As such, Millie & Andrea seemed to be less about consciously adopting an overall aesthetic, and more about unfurling the hardcore continuum’s DNA to make genetically enhanced clones for optimum club use. Simply, Millie & Andrea felt like an opportunity for Whittaker and Stott to indulge the side that simply wanted to create no frills dance music – something which no doubt stems from their immersion in the culture of rave and jungle in the late ‘80s and early ‘90s, Given the legacy of Millie & Andrea’s previous material, Drop The Vowels comes as something as a surprise, in that it’s an album with a very singular sonic aesthetic running throughout. Jungle is the rhythmic glue holding most of it together, wisely choosing to focus on the tempo across five of the eight tracks to keep things reasonably unified. More importantly, it feels almost like a conscious attempt to reboot the project for a contemporary musical climate increasingly obsessed with noise and grit.
Drop The Vowels is still fundamentally Millie & Andrea, but it’s obvious that Stott and Whittaker’s recent music has bled into the project, most notably in the texture of the sound. Opening track “GIF RIFF” offers a potent scene-setter, as some archival folk music gives way to a chaotic barrage of metallic percussion with a primitive quality, and it’s what you might get if Andy Stott remixed a track from Demdike Stare’s Tryptych. This is something that could easily have fallen flat on its face – the collision of noise and techno is so overwhelming now that it could easily have been lost under a sea of similar music, but Stott and Whittaker’s styles are as much concerned with inertia and velocity than just texture. On “Stay Ugly” for instance, the distressed percussion is straight out the Demdike Stare Testpressing handbook, but the tempo and breaks are pure jungle, while the downtrodden, mushy zombie chords have the similarly intangible sense of sadness and disappointment as anything on Stott’s Passed Me By or We Stay Together.
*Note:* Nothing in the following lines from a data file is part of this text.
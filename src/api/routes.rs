//! Route handlers.
//!
//! Each numeric endpoint answers on both `/name` and `/name/`.

use axum::{
    http::StatusCode,
    response::{IntoResponse, Response},
    routing::{get, post},
    Json, Router,
};
use tower_http::trace::TraceLayer;

use crate::numerics::{self, NumericsError};

use super::types::*;

pub fn router() -> Router {
    Router::new()
        .route("/health", get(health))
        .route("/optimize", post(optimize))
        .route("/optimize/", post(optimize))
        .route("/integrate", post(integrate))
        .route("/integrate/", post(integrate))
        .route("/statistics", post(statistics))
        .route("/statistics/", post(statistics))
        .layer(TraceLayer::new_for_http())
}

async fn health() -> Json<HealthResponse> {
    Json(HealthResponse {
        status: "ok".to_string(),
        version: env!("CARGO_PKG_VERSION").to_string(),
    })
}

async fn optimize(Json(req): Json<OptimizationRequest>) -> Response {
    match numerics::minimize_scalar(numerics::objective_function, req.initial_value) {
        Ok(min) => {
            tracing::debug!(
                "Minimum f({}) = {} after {} iterations",
                min.x,
                min.fun,
                min.iterations
            );
            Json(OptimizationResponse {
                optimal_value: vec![min.x],
            })
            .into_response()
        }
        Err(e) => numerics_error(e),
    }
}

async fn integrate(Json(req): Json<IntegrationRequest>) -> Response {
    match numerics::integrate(numerics::integrand_function, req.lower_limit, req.upper_limit) {
        Ok(q) => Json(IntegrationResponse {
            area_under_curve: q.value,
            error_estimate: q.error,
        })
        .into_response(),
        Err(e) => numerics_error(e),
    }
}

async fn statistics(Json(req): Json<StatisticsRequest>) -> Response {
    match numerics::describe(&req.data) {
        Ok(summary) => Json(StatisticsResponse {
            mean: summary.mean,
            variance: summary.variance,
        })
        .into_response(),
        Err(e) => numerics_error(e),
    }
}

fn numerics_error(e: NumericsError) -> Response {
    let code = match e {
        NumericsError::EmptyData => "empty_data",
        NumericsError::NonFinite(_) => "non_finite",
        NumericsError::NoMinimum(_) => "no_minimum",
    };
    tracing::debug!("Rejected numeric request: {}", e);
    error_response(StatusCode::UNPROCESSABLE_ENTITY, e.to_string(), code)
}

fn error_response(status: StatusCode, message: String, code: &str) -> Response {
    let body = ErrorResponse {
        error: ErrorBody {
            message,
            code: code.to_string(),
        },
    };
    (status, Json(body)).into_response()
}
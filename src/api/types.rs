//! Request and response bodies of the numeric service.

use serde::{Deserialize, Serialize};

#[derive(Debug, Clone, Deserialize, Serialize)]
pub struct OptimizationRequest {
    pub initial_value: f64,
}

#[derive(Debug, Clone, Deserialize, Serialize)]
pub struct OptimizationResponse {
    /// Location of the minimum, one entry per dimension
    pub optimal_value: Vec<f64>,
}

#[derive(Debug, Clone, Deserialize, Serialize)]
pub struct IntegrationRequest {
    pub lower_limit: f64,
    pub upper_limit: f64,
}

#[derive(Debug, Clone, Deserialize, Serialize)]
pub struct IntegrationResponse {
    pub area_under_curve: f64,
    pub error_estimate: f64,
}

#[derive(Debug, Clone, Deserialize, Serialize)]
pub struct StatisticsRequest {
    pub data: Vec<f64>,
}

#[derive(Debug, Clone, Deserialize, Serialize)]
pub struct StatisticsResponse {
    pub mean: f64,
    /// Sample variance; `null` when fewer than two values were sent
    pub variance: Option<f64>,
}

#[derive(Debug, Clone, Deserialize, Serialize)]
pub struct HealthResponse {
    pub status: String,
    pub version: String,
}

#[derive(Debug, Clone, Deserialize, Serialize)]
pub struct ErrorResponse {
    pub error: ErrorBody,
}

#[derive(Debug, Clone, Deserialize, Serialize)]
pub struct ErrorBody {
    pub message: String,
    pub code: String,
}
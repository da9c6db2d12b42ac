//! File-content tool: returns the contents of one fixed file.

use std::io::ErrorKind;
use std::path::{Path, PathBuf};

use async_trait::async_trait;
use serde_json::{json, Value};

use super::text::{printable_runs, truncate};
use super::{Tool, ToolError};

const MAX_OUTPUT_CHARS: usize = 100_000;
const MIN_PRINTABLE_RUN: usize = 4;

/// Read the file bound at construction.
pub struct FileReadTool {
    path: PathBuf,
    description: String,
}

impl FileReadTool {
    pub fn new(path: impl Into<PathBuf>) -> Self {
        let path = path.into();
        let description = format!(
            "Read the full content of the source document at {}. Takes no arguments.",
            path.display()
        );
        Self { path, description }
    }

    pub fn path(&self) -> &Path {
        &self.path
    }
}

#[async_trait]
impl Tool for FileReadTool {
    fn name(&self) -> &str {
        "read_file"
    }

    fn description(&self) -> &str {
        &self.description
    }

    fn parameters_schema(&self) -> Value {
        json!({
            "type": "object",
            "properties": {}
        })
    }

    async fn execute(&self, _args: Value) -> Result<String, ToolError> {
        let bytes = tokio::fs::read(&self.path).await.map_err(|e| match e.kind() {
            ErrorKind::NotFound => ToolError::NotFound(self.path.clone()),
            _ => ToolError::Read {
                path: self.path.clone(),
                source: e,
            },
        })?;

        tracing::debug!("Read {} bytes from {}", bytes.len(), self.path.display());

        let content = match String::from_utf8(bytes) {
            Ok(text) => text,
            Err(e) => printable_runs(e.as_bytes(), MIN_PRINTABLE_RUN),
        };

        Ok(truncate(&content, MAX_OUTPUT_CHARS))
    }
}

#[cfg(test)]
mod tests {
    use super::*;

    #[tokio::test]
    async fn returns_text_content_verbatim() {
        let dir = tempfile::tempdir().unwrap();
        let path = dir.path().join("notes.txt");
        std::fs::write(&path, "line one\nline two\n").unwrap();

        let tool = FileReadTool::new(&path);
        assert_eq!(tool.execute(Value::Null).await.unwrap(), "line one\nline two\n");
    }

    #[tokio::test]
    async fn binary_content_is_reduced_to_text() {
        let dir = tempfile::tempdir().unwrap();
        let path = dir.path().join("lecture.pdf");
        std::fs::write(&path, b"%PDF-1.4\n\xff\xfe\x00Newton method\x00\x01").unwrap();

        let out = FileReadTool::new(&path).execute(Value::Null).await.unwrap();
        assert!(out.contains("%PDF-1.4"));
        assert!(out.contains("Newton method"));
    }

    #[tokio::test]
    async fn missing_file_is_not_found() {
        let dir = tempfile::tempdir().unwrap();
        let path = dir.path().join("absent.pdf");

        let err = FileReadTool::new(&path).execute(Value::Null).await.unwrap_err();
        assert!(matches!(err, ToolError::NotFound(p) if p == path));
    }

    #[tokio::test]
    async fn directory_is_a_read_error() {
        let dir = tempfile::tempdir().unwrap();
        let err = FileReadTool::new(dir.path()).execute(Value::Null).await.unwrap_err();
        assert!(matches!(err, ToolError::Read { .. }));
    }
}
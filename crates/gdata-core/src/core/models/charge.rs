use serde::{Deserialize, Deserializer, Serialize};
use std::fmt;
use std::str::FromStr;
use thiserror::Error;

/// Partial-charge partitioning scheme read from log files.
///
/// One scheme is active per dataset and fixed at construction; it selects which
/// charge block the log parser extracts.
#[derive(Debug, Clone, Copy, PartialEq, Eq, Hash, Default, Serialize)]
pub enum ChargeType {
    #[default]
    Mulliken,
    Hirshfeld,
}

#[derive(Debug, Error)]
#[error("Invalid charge type '{0}' (expected 'mulliken' or 'hirshfeld')")]
pub struct ParseChargeTypeError(pub String);

impl FromStr for ChargeType {
    type Err = ParseChargeTypeError;
    fn from_str(s: &str) -> Result<Self, Self::Err> {
        match s.trim().to_lowercase().as_str() {
            "mulliken" => Ok(Self::Mulliken),
            "hirshfeld" => Ok(Self::Hirshfeld),
            _ => Err(ParseChargeTypeError(s.to_string())),
        }
    }
}

impl<'de> Deserialize<'de> for ChargeType {
    fn deserialize<D: Deserializer<'de>>(deserializer: D) -> Result<Self, D::Error> {
        let s = String::deserialize(deserializer)?;
        s.parse().map_err(serde::de::Error::custom)
    }
}

impl fmt::Display for ChargeType {
    fn fmt(&self, f: &mut fmt::Formatter<'_>) -> fmt::Result {
        write!(
            f,
            "{}",
            match self {
                Self::Mulliken => "Mulliken",
                Self::Hirshfeld => "Hirshfeld",
            }
        )
    }
}

#[cfg(test)]
mod tests {
    use super::*;

    #[test]
    fn charge_type_from_str_is_case_insensitive() {
        assert_eq!("mulliken".parse::<ChargeType>().unwrap(), ChargeType::Mulliken);
        assert_eq!("Hirshfeld".parse::<ChargeType>().unwrap(), ChargeType::Hirshfeld);
        assert_eq!(" HIRSHFELD ".parse::<ChargeType>().unwrap(), ChargeType::Hirshfeld);
    }

    #[test]
    fn charge_type_from_str_rejects_other_schemes() {
        assert!("cm5".parse::<ChargeType>().is_err());
        assert!("".parse::<ChargeType>().is_err());
    }

    #[test]
    fn charge_type_display_round_trips_through_from_str() {
        for ct in [ChargeType::Mulliken, ChargeType::Hirshfeld] {
            assert_eq!(ct.to_string().parse::<ChargeType>().unwrap(), ct);
        }
    }

    #[test]
    fn charge_type_default_is_mulliken() {
        assert_eq!(ChargeType::default(), ChargeType::Mulliken);
    }
}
Late LP track “Back Down” is a sluggish techno track characterised by Stott’s trademark sense of tectonic inertia, while ”Quay” which closes the record is elegiac in tone; utilising a sample of a classical string section it’s the kind of thing you’d imagine Demdike Stare sampling to create something equally as unsettling. Of course Drop The Vowels wouldn’t be what it is without the four centrepiece tracks, which take their earlier direction and pump it full of benzedrine. The idea that this is more of a reboot is lent extra credence by the fact that two early Daphne tracks – “Temper Tantrum” and “Spectral Source” – are both featured in new versions. In reality however, it doesn’t feel like there’s much of a difference; the former is still a face-melting barrage of breakbeats and gurning bass, and the latter still has that delicate balance of melody and atom-splitting rhythms that give you the memories of dirty rave-induced euphoria, but they both offer a much needed connection to their earlier material. The other two tracks are equally as powerful.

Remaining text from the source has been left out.